◆ **WHAT THE TASK ASKS**: In the data below, how many lines contain the string "cafe"? Reply with the number only.

◆ **DATA SUPPLIED**:
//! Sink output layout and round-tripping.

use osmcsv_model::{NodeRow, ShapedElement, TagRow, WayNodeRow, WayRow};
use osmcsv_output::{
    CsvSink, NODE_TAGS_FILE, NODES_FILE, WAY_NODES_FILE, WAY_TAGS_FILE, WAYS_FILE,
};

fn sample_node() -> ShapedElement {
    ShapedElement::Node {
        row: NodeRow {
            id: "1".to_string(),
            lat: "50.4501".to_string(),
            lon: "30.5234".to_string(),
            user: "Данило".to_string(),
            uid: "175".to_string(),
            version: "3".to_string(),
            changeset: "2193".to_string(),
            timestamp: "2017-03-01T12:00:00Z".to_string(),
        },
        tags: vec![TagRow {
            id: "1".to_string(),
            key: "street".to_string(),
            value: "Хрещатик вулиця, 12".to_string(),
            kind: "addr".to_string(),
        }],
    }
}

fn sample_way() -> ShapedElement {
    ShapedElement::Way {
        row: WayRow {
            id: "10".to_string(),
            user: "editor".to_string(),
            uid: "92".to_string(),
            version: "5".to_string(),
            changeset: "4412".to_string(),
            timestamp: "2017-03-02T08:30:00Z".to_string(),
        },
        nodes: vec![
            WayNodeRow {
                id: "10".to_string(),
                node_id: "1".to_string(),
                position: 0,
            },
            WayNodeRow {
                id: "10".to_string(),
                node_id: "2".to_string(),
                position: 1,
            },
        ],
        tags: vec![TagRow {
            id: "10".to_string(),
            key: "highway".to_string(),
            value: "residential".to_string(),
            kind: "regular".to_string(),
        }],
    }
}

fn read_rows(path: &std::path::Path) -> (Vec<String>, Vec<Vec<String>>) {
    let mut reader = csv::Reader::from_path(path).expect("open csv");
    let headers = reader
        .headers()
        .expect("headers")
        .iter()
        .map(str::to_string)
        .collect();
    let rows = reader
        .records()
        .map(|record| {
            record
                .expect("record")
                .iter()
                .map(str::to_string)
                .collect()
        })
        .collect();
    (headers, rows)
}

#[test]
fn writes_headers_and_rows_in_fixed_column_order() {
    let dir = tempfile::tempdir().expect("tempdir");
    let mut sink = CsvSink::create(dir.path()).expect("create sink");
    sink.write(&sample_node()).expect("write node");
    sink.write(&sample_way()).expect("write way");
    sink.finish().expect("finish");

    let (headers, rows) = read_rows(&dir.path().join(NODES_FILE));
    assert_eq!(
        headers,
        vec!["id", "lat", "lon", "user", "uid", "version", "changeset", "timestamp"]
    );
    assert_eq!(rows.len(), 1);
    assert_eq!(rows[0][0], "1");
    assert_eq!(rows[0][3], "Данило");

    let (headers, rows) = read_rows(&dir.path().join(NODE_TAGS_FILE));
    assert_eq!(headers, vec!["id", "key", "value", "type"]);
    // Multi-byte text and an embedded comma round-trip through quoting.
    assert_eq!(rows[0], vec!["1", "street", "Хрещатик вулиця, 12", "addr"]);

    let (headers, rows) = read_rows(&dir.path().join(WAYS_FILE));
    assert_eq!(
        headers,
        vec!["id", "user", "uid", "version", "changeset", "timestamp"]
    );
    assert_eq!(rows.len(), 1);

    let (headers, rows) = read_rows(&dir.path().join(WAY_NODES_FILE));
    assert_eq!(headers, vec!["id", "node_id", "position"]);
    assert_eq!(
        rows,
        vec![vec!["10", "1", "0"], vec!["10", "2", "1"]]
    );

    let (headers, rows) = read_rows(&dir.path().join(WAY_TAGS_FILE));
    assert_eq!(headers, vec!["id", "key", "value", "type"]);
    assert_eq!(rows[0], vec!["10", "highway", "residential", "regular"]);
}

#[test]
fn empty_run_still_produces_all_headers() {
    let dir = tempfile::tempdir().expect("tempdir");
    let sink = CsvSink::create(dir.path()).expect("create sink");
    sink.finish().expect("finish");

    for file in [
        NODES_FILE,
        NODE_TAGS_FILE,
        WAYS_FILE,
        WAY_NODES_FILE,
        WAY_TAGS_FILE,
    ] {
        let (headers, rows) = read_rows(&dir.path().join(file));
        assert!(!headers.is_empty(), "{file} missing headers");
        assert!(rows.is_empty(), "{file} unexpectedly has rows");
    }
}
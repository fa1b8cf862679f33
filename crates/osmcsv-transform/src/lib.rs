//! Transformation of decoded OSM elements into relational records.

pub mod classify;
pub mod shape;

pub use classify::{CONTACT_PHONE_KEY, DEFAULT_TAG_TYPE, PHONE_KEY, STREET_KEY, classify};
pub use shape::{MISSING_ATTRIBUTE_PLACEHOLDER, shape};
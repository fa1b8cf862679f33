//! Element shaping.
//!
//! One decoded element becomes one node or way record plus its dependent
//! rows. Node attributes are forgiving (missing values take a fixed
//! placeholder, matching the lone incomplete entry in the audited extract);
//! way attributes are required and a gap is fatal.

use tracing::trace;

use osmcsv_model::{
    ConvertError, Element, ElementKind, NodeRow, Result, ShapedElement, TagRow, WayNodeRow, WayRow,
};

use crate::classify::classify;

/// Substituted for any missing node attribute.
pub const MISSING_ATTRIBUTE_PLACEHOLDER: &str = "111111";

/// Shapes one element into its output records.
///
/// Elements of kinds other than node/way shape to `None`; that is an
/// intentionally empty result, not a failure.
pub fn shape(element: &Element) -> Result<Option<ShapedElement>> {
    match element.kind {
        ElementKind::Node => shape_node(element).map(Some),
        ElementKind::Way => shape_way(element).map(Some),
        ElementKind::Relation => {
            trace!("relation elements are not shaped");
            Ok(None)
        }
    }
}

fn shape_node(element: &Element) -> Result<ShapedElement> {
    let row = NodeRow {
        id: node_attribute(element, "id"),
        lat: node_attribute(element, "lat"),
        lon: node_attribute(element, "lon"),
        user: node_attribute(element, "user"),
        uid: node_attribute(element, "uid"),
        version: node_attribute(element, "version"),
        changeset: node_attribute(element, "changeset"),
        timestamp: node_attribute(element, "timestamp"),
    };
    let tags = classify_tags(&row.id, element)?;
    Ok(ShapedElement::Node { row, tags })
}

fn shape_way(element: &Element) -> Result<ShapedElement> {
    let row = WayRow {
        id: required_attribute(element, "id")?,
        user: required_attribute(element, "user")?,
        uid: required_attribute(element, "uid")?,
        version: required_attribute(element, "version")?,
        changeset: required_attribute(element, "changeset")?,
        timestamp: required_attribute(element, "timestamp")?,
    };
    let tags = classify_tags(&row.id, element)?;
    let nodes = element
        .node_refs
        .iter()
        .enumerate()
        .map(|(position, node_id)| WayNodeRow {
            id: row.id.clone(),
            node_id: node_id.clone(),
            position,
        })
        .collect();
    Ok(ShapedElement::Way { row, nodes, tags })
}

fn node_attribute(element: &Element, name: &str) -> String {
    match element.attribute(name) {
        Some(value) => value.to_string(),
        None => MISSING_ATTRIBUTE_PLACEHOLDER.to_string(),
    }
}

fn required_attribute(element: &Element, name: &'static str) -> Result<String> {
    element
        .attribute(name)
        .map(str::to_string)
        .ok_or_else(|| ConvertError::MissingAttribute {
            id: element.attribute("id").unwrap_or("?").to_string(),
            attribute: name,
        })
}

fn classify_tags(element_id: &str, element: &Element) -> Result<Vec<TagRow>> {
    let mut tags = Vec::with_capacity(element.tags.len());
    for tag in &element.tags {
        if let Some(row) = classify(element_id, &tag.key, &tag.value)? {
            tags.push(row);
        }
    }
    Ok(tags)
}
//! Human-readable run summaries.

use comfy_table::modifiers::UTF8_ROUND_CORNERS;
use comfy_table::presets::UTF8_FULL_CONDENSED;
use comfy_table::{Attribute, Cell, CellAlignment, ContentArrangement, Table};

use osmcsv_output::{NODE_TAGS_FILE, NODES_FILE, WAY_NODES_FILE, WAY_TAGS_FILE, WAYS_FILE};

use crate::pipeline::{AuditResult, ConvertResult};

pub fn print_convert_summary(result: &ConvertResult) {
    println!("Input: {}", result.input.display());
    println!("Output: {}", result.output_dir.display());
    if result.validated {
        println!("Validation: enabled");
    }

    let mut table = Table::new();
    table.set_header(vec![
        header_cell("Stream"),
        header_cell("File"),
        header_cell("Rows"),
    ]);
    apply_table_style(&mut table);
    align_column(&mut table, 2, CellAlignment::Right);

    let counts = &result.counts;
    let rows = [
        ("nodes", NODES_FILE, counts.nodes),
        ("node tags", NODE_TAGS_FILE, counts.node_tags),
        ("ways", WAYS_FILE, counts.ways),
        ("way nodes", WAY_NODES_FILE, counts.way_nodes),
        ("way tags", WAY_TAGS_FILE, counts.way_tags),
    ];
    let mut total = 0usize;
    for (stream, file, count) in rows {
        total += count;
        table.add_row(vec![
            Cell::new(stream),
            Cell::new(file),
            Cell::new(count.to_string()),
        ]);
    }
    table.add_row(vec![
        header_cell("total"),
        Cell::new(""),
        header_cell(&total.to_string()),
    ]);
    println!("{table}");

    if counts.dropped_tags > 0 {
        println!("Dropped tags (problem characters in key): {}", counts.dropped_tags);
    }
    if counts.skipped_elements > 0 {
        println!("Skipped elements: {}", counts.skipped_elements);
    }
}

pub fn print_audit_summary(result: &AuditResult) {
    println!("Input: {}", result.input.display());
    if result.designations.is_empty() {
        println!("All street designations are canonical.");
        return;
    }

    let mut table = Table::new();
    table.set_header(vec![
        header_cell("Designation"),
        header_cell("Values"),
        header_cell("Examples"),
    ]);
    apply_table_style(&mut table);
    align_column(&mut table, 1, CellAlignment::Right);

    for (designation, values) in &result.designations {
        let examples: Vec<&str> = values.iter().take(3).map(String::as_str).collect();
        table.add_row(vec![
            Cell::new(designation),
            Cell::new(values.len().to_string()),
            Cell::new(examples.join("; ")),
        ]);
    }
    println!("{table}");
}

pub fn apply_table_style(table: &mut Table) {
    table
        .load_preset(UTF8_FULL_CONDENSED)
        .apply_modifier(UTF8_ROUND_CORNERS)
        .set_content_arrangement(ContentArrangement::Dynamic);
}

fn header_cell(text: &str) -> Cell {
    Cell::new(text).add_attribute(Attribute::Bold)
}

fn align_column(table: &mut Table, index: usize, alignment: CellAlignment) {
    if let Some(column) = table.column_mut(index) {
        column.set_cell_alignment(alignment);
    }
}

--

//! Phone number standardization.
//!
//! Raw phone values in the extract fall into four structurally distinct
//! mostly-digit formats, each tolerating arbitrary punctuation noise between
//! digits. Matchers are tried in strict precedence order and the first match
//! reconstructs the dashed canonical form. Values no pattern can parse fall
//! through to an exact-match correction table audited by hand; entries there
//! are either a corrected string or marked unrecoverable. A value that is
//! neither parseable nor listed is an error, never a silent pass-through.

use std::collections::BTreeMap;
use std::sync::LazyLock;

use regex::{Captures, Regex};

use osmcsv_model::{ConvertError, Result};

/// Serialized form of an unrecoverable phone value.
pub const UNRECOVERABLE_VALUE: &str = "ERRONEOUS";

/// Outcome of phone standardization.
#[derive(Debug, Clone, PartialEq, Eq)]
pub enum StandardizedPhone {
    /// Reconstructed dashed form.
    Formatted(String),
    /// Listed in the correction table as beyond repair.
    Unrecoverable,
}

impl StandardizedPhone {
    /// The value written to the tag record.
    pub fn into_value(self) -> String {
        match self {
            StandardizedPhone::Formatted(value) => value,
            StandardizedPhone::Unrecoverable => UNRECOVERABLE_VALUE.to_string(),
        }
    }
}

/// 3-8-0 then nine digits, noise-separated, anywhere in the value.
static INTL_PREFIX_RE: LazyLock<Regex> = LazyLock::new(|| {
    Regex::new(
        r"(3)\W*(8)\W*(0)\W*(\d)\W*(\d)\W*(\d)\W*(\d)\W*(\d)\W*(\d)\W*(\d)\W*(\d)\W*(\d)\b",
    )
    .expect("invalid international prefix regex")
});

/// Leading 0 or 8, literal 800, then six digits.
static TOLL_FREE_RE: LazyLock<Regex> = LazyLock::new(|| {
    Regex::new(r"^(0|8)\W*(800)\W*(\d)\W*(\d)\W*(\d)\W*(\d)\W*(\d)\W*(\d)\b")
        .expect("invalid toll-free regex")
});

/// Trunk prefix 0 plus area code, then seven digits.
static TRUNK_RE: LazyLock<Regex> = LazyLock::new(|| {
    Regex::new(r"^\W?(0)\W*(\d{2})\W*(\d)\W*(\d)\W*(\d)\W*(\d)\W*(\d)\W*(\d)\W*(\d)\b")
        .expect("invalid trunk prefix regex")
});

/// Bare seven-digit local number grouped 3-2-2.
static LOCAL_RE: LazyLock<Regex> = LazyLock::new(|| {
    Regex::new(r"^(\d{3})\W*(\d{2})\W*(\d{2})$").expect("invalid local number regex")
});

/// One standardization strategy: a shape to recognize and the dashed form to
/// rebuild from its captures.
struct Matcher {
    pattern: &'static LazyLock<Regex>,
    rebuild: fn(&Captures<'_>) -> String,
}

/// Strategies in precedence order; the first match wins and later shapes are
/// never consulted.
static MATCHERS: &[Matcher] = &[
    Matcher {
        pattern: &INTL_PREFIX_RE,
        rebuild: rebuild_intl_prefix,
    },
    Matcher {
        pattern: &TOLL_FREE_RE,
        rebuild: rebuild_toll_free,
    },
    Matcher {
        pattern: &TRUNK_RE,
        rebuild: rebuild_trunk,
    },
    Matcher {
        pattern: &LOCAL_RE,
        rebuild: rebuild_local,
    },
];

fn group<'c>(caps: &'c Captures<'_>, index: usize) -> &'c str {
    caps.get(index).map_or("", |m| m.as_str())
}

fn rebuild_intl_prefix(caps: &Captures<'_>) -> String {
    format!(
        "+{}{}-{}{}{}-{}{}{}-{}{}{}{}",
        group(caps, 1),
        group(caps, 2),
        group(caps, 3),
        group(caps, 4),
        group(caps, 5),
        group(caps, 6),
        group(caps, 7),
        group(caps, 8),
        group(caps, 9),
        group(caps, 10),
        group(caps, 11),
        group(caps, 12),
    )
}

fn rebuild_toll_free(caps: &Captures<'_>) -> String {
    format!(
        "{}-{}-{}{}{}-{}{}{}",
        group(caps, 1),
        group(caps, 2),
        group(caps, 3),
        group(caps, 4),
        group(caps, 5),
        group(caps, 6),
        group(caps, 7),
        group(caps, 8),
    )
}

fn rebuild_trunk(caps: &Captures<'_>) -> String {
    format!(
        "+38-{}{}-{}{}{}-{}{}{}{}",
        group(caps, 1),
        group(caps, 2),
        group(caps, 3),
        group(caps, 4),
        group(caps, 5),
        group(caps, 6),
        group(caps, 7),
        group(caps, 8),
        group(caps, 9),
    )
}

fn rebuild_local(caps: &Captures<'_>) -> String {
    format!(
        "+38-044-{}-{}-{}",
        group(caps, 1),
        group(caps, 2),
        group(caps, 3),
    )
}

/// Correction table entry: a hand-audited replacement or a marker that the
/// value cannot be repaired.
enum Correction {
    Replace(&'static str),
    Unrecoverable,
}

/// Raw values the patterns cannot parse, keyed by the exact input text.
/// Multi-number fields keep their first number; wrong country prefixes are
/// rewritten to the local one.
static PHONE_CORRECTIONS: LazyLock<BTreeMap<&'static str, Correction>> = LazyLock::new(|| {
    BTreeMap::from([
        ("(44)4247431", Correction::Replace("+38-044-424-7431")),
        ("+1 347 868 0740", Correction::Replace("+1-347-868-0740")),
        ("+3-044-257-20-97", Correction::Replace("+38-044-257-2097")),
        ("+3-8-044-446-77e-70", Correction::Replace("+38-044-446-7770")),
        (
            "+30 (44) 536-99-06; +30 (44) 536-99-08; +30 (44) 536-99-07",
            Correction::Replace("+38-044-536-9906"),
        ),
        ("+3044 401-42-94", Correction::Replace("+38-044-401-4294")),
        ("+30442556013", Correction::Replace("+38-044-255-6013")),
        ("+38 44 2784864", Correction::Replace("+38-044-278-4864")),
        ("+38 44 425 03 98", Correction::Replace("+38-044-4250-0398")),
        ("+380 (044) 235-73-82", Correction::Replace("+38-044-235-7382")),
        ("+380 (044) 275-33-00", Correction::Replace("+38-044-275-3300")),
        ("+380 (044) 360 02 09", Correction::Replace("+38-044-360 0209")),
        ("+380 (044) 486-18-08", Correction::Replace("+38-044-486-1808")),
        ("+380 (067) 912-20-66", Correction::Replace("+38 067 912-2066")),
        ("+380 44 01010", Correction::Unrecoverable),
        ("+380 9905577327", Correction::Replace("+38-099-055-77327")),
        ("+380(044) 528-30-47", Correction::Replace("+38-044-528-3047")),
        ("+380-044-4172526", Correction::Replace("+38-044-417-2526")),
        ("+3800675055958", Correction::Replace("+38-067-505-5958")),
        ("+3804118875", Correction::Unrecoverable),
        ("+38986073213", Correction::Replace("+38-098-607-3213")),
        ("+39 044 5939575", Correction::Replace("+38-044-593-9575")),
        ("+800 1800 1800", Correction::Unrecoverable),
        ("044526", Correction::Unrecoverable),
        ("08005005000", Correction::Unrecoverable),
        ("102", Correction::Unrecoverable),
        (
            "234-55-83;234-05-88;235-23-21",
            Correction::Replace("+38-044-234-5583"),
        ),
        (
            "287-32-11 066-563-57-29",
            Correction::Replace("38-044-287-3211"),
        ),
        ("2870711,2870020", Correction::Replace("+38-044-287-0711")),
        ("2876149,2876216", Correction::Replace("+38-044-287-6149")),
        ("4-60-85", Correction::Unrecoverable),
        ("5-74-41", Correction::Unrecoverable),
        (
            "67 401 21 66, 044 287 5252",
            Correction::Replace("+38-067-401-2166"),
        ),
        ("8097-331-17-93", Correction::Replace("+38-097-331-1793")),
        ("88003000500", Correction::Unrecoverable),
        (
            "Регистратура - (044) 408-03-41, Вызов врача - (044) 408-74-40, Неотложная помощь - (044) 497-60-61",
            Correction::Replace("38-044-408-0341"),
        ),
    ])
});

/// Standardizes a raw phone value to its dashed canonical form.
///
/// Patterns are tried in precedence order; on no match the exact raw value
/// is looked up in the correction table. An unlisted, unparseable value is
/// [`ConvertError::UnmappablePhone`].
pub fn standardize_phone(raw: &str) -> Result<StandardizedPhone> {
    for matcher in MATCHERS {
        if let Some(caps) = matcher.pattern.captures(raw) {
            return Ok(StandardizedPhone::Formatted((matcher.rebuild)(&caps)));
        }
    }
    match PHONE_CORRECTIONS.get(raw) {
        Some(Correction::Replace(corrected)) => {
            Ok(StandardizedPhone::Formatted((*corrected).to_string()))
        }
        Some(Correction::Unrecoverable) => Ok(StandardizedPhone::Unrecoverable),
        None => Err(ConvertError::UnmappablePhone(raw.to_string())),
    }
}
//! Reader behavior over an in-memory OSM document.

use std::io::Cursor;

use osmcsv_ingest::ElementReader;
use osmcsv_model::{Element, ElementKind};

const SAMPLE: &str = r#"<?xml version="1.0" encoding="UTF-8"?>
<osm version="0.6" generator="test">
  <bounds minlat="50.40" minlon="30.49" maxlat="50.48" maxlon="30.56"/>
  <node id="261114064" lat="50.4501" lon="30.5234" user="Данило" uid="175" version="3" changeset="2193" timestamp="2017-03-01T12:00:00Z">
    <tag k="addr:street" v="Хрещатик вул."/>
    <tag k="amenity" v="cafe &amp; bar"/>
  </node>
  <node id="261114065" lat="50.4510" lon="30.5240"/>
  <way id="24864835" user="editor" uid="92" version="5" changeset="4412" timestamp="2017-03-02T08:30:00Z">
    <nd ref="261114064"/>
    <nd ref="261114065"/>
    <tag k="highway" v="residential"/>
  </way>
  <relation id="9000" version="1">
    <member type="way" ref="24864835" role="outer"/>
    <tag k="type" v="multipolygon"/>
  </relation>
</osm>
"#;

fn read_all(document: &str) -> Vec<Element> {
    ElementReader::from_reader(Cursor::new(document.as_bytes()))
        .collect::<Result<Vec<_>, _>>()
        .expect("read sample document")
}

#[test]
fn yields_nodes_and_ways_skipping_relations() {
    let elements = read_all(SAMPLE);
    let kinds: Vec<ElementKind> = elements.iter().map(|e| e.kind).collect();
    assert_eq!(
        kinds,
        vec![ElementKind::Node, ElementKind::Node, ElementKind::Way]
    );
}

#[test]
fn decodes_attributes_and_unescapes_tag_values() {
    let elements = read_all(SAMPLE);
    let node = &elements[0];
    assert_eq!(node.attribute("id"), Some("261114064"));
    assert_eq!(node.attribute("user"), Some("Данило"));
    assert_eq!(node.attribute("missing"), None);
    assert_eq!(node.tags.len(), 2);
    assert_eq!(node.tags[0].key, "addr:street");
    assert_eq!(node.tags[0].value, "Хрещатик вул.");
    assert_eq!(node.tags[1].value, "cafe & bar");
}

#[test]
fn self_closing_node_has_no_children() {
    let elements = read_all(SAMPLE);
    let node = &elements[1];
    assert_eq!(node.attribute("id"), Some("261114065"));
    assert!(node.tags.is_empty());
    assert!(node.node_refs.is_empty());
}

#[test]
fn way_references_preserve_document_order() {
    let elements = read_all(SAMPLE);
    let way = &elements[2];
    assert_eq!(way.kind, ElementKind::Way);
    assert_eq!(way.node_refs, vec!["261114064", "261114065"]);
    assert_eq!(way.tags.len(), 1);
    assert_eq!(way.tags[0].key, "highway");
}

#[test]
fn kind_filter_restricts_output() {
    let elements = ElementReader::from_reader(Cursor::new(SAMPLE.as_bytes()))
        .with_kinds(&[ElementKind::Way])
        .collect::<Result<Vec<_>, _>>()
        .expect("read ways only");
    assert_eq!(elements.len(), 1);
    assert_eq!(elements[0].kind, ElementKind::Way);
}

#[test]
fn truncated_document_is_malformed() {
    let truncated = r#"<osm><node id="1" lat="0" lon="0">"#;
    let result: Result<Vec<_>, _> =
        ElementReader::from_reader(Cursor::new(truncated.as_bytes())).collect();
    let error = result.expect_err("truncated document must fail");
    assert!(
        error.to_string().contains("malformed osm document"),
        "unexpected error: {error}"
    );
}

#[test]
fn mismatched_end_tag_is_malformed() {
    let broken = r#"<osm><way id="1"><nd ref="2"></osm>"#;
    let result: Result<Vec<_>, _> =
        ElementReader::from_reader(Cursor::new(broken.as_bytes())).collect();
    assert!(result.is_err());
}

* * *

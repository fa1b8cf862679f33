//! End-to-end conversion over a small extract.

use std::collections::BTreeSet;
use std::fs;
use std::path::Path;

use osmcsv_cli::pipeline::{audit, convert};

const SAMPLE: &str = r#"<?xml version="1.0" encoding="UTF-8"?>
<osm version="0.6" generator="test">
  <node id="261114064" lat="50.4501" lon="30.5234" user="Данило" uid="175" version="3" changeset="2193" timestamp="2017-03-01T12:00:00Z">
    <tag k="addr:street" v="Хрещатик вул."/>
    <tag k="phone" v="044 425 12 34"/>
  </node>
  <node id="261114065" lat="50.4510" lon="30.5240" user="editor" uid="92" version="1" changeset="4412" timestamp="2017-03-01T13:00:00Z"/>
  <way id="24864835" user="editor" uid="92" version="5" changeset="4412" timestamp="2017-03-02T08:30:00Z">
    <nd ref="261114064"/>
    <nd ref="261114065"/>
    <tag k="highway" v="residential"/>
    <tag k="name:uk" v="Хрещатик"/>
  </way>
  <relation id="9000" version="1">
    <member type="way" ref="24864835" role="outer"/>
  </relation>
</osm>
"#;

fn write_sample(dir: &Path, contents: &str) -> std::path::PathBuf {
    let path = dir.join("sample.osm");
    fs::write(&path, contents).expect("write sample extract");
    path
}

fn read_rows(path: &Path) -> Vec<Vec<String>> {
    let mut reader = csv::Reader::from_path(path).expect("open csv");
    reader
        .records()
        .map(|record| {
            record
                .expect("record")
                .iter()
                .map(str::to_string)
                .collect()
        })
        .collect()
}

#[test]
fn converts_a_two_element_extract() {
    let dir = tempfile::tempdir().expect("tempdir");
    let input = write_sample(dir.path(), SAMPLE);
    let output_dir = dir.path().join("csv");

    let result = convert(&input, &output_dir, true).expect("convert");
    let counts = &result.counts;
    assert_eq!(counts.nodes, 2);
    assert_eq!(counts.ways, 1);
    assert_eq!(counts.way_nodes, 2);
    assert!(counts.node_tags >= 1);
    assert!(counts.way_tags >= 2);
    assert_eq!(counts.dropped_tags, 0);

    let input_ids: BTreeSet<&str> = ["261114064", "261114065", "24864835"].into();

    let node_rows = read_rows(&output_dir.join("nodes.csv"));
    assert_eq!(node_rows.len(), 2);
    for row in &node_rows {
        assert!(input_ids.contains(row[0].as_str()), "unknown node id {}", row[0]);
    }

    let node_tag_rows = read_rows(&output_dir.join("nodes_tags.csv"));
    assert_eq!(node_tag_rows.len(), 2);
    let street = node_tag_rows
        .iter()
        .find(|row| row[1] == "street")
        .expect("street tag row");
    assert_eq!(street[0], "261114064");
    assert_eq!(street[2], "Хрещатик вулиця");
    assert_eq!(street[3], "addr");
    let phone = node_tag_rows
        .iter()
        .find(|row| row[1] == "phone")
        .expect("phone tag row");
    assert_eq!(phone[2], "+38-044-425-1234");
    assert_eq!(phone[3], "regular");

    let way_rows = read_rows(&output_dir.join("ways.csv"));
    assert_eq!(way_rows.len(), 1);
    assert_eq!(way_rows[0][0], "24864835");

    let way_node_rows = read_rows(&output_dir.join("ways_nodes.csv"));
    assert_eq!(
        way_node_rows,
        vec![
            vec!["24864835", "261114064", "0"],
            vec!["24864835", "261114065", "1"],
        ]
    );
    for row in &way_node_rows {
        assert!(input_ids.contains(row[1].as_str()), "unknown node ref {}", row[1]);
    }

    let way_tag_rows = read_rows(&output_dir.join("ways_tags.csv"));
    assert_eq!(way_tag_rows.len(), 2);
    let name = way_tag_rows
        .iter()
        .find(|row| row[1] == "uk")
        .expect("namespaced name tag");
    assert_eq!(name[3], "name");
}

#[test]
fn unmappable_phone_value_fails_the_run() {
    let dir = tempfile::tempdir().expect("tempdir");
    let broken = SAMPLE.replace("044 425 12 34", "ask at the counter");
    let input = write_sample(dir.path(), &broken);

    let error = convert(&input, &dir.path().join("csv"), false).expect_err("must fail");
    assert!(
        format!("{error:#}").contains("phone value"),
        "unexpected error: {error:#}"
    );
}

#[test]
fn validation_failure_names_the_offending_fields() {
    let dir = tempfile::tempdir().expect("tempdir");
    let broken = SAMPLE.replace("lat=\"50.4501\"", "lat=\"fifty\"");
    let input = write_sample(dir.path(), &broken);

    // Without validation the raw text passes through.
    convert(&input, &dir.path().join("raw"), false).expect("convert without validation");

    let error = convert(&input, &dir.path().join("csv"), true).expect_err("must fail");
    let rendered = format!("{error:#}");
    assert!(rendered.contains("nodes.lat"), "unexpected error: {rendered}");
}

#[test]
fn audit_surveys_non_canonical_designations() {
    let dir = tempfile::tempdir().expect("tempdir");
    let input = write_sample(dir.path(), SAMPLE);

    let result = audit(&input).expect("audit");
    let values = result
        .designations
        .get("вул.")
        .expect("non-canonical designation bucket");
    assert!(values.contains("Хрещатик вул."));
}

◆ **ANSWER SPACE**: 2